* _AIM OF THE TASK_: For the entries below, the result should be an exact transcription of the lines from the one with "self.current = (self.current" up to and including the one with "while next <", and only those.

* _PROVIDED RECORDS_:
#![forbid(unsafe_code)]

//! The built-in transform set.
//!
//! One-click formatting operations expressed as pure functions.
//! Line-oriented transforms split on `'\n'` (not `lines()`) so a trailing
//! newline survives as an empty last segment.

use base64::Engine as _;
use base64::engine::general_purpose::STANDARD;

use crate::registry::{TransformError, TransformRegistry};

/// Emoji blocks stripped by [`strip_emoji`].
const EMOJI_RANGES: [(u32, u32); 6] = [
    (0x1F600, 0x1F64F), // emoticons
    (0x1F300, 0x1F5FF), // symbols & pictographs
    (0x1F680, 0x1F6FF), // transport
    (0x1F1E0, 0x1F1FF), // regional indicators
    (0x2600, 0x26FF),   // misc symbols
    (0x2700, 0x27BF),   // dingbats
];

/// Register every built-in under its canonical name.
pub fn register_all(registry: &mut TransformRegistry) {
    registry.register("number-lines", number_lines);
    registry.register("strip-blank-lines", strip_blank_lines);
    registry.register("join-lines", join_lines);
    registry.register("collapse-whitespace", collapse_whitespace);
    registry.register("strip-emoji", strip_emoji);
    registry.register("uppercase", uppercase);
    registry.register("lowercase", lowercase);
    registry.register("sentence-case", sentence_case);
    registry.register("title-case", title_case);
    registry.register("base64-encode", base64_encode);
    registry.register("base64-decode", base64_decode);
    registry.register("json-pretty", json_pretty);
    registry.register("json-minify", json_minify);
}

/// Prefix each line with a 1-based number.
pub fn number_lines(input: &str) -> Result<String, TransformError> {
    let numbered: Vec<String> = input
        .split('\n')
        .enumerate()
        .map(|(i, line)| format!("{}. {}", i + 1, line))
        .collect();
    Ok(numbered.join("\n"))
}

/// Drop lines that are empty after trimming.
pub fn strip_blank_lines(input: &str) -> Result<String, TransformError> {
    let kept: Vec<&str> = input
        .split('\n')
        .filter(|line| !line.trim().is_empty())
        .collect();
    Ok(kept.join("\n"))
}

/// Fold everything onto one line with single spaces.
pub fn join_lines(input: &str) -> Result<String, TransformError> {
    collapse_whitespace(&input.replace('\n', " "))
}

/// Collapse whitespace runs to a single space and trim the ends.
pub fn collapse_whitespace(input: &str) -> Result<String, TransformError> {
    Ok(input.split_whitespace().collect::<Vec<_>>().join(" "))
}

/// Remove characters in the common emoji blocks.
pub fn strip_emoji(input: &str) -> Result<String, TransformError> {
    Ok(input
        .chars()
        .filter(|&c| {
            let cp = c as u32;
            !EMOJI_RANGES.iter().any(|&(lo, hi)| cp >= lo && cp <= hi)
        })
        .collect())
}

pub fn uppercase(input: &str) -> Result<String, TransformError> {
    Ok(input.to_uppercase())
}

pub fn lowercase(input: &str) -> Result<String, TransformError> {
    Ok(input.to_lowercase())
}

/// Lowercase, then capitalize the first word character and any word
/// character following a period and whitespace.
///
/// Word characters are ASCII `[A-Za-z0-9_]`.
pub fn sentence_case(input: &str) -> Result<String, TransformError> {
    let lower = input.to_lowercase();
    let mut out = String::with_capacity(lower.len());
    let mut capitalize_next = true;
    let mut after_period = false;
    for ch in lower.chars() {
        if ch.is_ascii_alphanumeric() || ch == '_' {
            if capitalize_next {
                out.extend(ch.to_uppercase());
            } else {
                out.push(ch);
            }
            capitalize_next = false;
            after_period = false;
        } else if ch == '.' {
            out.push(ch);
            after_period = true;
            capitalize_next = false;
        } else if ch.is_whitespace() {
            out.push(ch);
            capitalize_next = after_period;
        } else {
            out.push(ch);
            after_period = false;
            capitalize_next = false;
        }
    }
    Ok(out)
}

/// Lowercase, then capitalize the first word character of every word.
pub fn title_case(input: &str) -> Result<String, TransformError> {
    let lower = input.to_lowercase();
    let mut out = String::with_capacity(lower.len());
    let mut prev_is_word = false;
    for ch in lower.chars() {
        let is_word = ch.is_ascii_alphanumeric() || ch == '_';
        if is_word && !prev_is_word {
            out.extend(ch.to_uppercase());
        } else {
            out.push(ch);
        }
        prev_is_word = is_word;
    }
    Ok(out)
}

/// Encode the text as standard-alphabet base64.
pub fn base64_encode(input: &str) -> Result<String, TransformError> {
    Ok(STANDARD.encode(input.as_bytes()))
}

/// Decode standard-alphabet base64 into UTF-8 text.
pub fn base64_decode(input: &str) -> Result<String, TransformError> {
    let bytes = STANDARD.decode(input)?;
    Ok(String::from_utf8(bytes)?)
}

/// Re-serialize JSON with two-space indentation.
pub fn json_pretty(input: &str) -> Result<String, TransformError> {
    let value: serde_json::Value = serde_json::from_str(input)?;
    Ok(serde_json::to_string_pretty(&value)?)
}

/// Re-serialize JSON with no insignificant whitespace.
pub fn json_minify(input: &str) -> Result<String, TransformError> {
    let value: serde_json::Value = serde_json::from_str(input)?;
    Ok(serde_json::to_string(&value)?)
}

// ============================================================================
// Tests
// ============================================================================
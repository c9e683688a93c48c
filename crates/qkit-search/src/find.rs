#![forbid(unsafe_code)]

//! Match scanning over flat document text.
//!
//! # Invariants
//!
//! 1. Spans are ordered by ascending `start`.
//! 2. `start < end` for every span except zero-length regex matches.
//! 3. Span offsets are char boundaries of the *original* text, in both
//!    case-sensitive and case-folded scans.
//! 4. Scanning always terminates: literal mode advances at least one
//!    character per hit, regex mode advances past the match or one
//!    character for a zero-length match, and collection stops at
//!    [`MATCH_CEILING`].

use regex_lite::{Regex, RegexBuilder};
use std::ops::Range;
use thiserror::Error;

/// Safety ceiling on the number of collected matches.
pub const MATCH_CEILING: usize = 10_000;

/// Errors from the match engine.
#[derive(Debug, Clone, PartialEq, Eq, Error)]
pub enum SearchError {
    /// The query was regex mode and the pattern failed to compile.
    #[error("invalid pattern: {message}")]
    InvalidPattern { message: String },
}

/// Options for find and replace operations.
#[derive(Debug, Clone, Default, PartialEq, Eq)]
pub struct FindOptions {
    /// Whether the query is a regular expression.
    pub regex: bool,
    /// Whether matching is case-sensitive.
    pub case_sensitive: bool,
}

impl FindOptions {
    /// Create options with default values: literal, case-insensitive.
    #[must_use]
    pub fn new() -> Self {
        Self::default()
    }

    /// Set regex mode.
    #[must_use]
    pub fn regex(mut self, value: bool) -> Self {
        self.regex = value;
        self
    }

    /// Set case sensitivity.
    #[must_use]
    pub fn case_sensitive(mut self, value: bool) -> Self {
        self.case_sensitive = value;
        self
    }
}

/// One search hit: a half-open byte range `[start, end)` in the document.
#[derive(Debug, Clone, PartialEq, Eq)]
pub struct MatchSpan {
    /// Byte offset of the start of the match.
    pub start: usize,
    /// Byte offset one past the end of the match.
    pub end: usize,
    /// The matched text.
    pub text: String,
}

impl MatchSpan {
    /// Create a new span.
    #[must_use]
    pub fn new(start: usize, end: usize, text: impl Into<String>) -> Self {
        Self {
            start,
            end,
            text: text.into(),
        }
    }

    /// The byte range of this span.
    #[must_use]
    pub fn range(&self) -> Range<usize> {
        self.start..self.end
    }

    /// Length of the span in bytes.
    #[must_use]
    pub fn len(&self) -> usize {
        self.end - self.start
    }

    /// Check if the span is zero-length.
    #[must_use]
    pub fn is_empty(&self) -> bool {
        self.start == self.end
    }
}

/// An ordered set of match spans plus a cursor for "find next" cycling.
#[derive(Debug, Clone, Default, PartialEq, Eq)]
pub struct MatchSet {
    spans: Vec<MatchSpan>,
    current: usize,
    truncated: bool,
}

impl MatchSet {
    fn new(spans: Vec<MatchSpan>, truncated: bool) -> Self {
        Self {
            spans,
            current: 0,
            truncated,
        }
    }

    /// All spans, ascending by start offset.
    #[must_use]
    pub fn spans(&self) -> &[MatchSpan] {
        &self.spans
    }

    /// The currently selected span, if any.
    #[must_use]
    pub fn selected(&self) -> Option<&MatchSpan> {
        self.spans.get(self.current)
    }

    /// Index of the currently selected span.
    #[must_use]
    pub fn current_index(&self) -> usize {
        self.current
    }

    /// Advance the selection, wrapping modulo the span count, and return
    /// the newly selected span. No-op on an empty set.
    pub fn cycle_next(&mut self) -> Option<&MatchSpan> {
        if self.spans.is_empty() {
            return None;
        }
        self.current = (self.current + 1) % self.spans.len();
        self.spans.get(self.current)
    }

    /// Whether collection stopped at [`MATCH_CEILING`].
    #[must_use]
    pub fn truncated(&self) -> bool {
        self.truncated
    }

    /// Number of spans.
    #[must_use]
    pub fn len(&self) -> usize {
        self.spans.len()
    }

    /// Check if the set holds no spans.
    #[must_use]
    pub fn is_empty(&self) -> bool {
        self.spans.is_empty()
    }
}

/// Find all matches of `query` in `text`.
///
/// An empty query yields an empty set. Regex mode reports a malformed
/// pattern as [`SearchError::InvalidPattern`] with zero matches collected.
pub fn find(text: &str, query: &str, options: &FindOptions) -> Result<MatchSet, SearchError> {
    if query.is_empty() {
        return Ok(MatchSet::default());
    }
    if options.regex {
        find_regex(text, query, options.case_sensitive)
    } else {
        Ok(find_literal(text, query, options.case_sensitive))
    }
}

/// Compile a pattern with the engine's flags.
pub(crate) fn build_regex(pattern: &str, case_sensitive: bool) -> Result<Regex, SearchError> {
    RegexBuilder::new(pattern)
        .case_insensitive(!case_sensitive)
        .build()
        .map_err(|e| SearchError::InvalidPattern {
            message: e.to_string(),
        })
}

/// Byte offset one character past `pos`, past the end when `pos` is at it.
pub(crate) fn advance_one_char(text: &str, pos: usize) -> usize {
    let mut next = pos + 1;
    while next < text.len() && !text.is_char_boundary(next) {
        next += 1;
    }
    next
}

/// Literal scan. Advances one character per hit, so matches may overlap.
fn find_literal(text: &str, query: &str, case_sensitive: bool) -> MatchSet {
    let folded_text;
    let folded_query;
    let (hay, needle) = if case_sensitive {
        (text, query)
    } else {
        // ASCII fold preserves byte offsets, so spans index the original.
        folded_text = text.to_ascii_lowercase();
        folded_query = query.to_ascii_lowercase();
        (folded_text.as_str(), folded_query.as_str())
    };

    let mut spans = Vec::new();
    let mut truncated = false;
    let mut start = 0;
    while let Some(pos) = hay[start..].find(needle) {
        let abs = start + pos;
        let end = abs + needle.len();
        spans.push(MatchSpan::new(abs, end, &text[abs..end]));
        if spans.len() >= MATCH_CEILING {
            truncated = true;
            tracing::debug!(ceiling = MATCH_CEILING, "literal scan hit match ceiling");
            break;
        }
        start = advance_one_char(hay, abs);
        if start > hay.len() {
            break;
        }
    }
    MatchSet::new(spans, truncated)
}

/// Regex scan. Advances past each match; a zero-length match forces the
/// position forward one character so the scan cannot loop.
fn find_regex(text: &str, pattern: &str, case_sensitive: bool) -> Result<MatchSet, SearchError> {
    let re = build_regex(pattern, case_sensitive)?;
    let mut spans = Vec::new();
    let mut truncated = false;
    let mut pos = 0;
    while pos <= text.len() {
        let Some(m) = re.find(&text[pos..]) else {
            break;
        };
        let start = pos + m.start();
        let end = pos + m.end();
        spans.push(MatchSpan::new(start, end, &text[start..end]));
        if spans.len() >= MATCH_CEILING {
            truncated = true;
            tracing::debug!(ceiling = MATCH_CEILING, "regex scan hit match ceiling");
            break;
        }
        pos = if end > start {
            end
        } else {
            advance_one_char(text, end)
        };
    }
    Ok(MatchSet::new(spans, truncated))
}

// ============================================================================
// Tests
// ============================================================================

* _WRITTEN ANSWER_:
        self.current = (self.current + 1) % self.spans.len();
        self.spans.get(self.current)
    }

    /// Whether collection stopped at [`MATCH_CEILING`].
    #[must_use]
    pub fn truncated(&self) -> bool {
        self.truncated
    }

    /// Number of spans.
    #[must_use]
    pub fn len(&self) -> usize {
        self.spans.len()
    }

    /// Check if the set holds no spans.
    #[must_use]
    pub fn is_empty(&self) -> bool {
        self.spans.is_empty()
    }
}

/// Find all matches of `query` in `text`.
///
/// An empty query yields an empty set. Regex mode reports a malformed
/// pattern as [`SearchError::InvalidPattern`] with zero matches collected.
pub fn find(text: &str, query: &str, options: &FindOptions) -> Result<MatchSet, SearchError> {
    if query.is_empty() {
        return Ok(MatchSet::default());
    }
    if options.regex {
        find_regex(text, query, options.case_sensitive)
    } else {
        Ok(find_literal(text, query, options.case_sensitive))
    }
}

/// Compile a pattern with the engine's flags.
pub(crate) fn build_regex(pattern: &str, case_sensitive: bool) -> Result<Regex, SearchError> {
    RegexBuilder::new(pattern)
        .case_insensitive(!case_sensitive)
        .build()
        .map_err(|e| SearchError::InvalidPattern {
            message: e.to_string(),
        })
}

/// Byte offset one character past `pos`, past the end when `pos` is at it.
pub(crate) fn advance_one_char(text: &str, pos: usize) -> usize {
    let mut next = pos + 1;
    while next < text.len() && !text.is_char_boundary(next) {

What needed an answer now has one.